Historical Roots The prominent roots of this weapon date back to the spring of 2012, when a mysterious virus targeted the Iranian Ministry of Petroleum and the National Iranian Oil Company, leaving behind completely erased files that researchers could not fully analyze due to the virus's superior ability to wipe its own traces. Within months, this infection went public through the "Shamoon" virus, which struck Saudi Aramco in August 2012. It disabled approximately 30,000 devices in one of the largest sabotage strikes ever to target the global private sector—a moment international reports and U.S. agencies considered a turning point in the history of destructive attacks, before the same virus resurfaced in advanced versions in 2016.

Scorched Earth Strategy These viruses technically rely on a digital "scorched earth" strategy. This was exemplified by the "WhisperGate" virus in early 2022, which displayed a fake ransom note without any mechanism for data recovery. This evolved into the latest strain, "Path Wiper," discovered in June 2025, which demonstrated terrifying technical maturity in its ability to distinguish between local and network paths and destroy sovereign system files with extreme precision. The year 2017 marked the biggest turning point when an attack originating from Ukraine via accounting software transformed into a global cross-border catastrophe. It caused billions of dollars in losses and forced giants like Maersk and FedEx to admit operational losses of nearly $600 million, while also disrupting the production of vaccines and medicines at companies like Merck.

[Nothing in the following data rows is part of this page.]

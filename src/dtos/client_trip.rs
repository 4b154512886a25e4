//! ClientTrip DTOs

use chrono::{DateTime, Utc};
use serde::{Deserialize, Serialize};

/// DTO to create a new enrollment
#[derive(Serialize, Deserialize, Debug, Clone, PartialEq)]
pub struct CreateClientTripDTO {
    pub id_client: i32,
    pub id_trip: i32,
    pub registered_at: DateTime<Utc>,
    pub payment_date: Option<DateTime<Utc>>,
}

Mass Destruction The employment of this weapon extended beyond economic sabotage to major international events like the 2018 Olympics and the 2022 Russia-Ukraine war. The latter saw an unprecedented density of wiper strains, such as "CaddyWiper" and "AcidRain" attacks, which took tens of thousands of internet servers offline and caused physical damage to hardware, necessitating total replacement. This evolution from random attacks to large-scale selective sabotage has placed "Wiper" at the top of strategic threat lists. Today, these programs attack the foundation of business continuity, forcing major institutions to adopt rigorous defense strategies based on isolated backups and monitoring external management tools, as it has become clear that a single virus starting on a simple device can end up shaking the stability of global supply chains.